TASK TO COMPLETE:
Retype the full set of records. Keep every character identical.

SUPPLIED ENTRIES:
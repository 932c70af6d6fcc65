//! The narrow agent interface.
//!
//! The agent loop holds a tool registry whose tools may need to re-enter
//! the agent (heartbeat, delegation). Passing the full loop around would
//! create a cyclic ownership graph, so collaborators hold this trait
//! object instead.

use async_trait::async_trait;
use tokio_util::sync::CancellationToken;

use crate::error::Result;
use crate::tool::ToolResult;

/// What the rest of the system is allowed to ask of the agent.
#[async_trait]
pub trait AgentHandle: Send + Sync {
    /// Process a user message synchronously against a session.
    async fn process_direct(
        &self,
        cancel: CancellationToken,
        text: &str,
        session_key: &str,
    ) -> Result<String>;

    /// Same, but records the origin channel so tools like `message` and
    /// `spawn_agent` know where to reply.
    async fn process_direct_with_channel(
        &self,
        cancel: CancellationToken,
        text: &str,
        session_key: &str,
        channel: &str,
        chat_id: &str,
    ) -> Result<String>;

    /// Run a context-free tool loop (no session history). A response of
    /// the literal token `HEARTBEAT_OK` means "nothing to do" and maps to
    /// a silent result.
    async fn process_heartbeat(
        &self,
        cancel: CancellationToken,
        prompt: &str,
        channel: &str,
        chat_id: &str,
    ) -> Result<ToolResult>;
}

ANSWER TO THIS PROBLEM:
repository 932c70af6d6fcc65
//! The narrow agent interface.
//!
//! The agent loop holds a tool registry whose tools may need to re-enter
//! the agent (heartbeat, delegation). Passing the full loop around would
//! create a cyclic ownership graph, so collaborators hold this trait
//! object instead.

use async_trait::async_trait;
use tokio_util::sync::CancellationToken;

use crate::error::Result;
use crate::tool::ToolResult;

/// What the rest of the system is allowed to ask of the agent.
#[async_trait]
pub trait AgentHandle: Send + Sync {
    /// Process a user message synchronously against a session.
    async fn process_direct(
        &self,
        cancel: CancellationToken,
        text: &str,
        session_key: &str,
    ) -> Result<String>;

    /// Same, but records the origin channel so tools like `message` and
    /// `spawn_agent` know where to reply.
    async fn process_direct_with_channel(
        &self,
        cancel: CancellationToken,
        text: &str,
        session_key: &str,
        channel: &str,
        chat_id: &str,
    ) -> Result<String>;

    /// Run a context-free tool loop (no session history). A response of
    /// the literal token `HEARTBEAT_OK` means "nothing to do" and maps to
    /// a silent result.
    async fn process_heartbeat(
        &self,
        cancel: CancellationToken,
        prompt: &str,
        channel: &str,
        chat_id: &str,
    ) -> Result<ToolResult>;
}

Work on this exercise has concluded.